Dies liegt laut WüestPartner aber nicht daran, dass der Bau von Wohneigentum zugenommen hätte. Im Gegenteil sei die Bautätigkeit in den vergangenen Jahren rückläufig gewesen. Vielmehr würden die Wohnungen am falschen Ort gebaut oder sie seien zu teuer und damit für immer mehr Interessenten unerschwinglich, schreiben die Immobilienspezialisten.

Da die Banken zudem die Tragbarkeitsregeln verschärft hätten, reiche trotz rekordtiefer Zinsen das Einkommen der Interessenten nicht aus und die eigenen vier Wände dürften daher für viele Haushalte ein Traum bleiben.
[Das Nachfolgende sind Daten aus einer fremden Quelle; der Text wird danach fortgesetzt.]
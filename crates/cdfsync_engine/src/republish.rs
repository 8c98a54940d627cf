//! Republish requests to origins whose dependencies vanished from the hub.

use crate::source::RemoteCdfSource;
use cdfsync_protocol::{EntityDescriptor, EntityUuid, WebhookPayload};
use std::collections::BTreeMap;
use tracing::{info, warn};

/// Per-origin result of a republish batch.
#[derive(Debug, Clone, Default, PartialEq, Eq)]
pub struct RepublishSummary {
    /// Origins that accepted a request.
    pub sent: Vec<EntityUuid>,
    /// Origins with no registered webhook.
    pub skipped: Vec<EntityUuid>,
    /// Origins whose lookup or delivery failed.
    pub failed: Vec<EntityUuid>,
}

/// Asks origins to re-export entities so a later retry can succeed.
///
/// Best effort: a missing webhook or a failed delivery for one origin is
/// logged and never stops the others, and never fails the import.
pub struct RepublishCoordinator<'a, S: RemoteCdfSource + ?Sized> {
    source: &'a S,
    initiator: EntityUuid,
}

impl<'a, S: RemoteCdfSource + ?Sized> RepublishCoordinator<'a, S> {
    /// Creates a coordinator sending requests as site `initiator`.
    pub fn new(source: &'a S, initiator: EntityUuid) -> Self {
        Self { source, initiator }
    }

    /// Sends one republish request per origin.
    pub fn request_republish(
        &self,
        entities_by_origin: &BTreeMap<EntityUuid, Vec<EntityDescriptor>>,
    ) -> RepublishSummary {
        let mut summary = RepublishSummary::default();

        for (origin, entities) in entities_by_origin {
            if entities.is_empty() {
                continue;
            }
            let endpoint = match self.source.webhook_for(origin) {
                Ok(Some(endpoint)) => endpoint,
                Ok(None) => {
                    info!(%origin, "No webhook registered for origin, skipping republish");
                    summary.skipped.push(*origin);
                    continue;
                }
                Err(e) => {
                    warn!(%origin, error = %e, "Webhook lookup failed");
                    summary.failed.push(*origin);
                    continue;
                }
            };

            let payload = WebhookPayload::republish(self.initiator, *origin, entities.clone());
            match self.source.request_republish(&endpoint, &payload) {
                Ok(response) if response.is_success() => {
                    info!(
                        %origin,
                        entities = entities.len(),
                        url = %endpoint.url,
                        "Republish requested"
                    );
                    summary.sent.push(*origin);
                }
                Ok(response) => {
                    warn!(
                        %origin,
                        status = response.status_code,
                        "Origin refused republish request"
                    );
                    summary.failed.push(*origin);
                }
                Err(e) => {
                    warn!(%origin, error = %e, "Republish delivery failed");
                    summary.failed.push(*origin);
                }
            }
        }

        summary
    }
}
Ein kleiner Trost für Mieter ist aber, dass die Mieten im kommenden Jahr sinken dürften. Die Zürcher Kantonalbank (ZKB) erwartet, dass der Referenzzinssatz für Hypotheken bereits im März auf 1,25 von derzeit 1,5 Prozent gesenkt wird. Damit die Mieter davon profitieren können, müssen sie aber von sich aus beim Vermieter aktiv werden und eine Senkung verlangen.

Der hypothekarische Referenzzinssatz wird vom Bundesamt für Wohnungswesen (BWO) vierteljährlich bestimmt. Seit Sommer 2017 steht der Satz trotz deutlich gesunkener Zinsen bei 1,5 Prozent.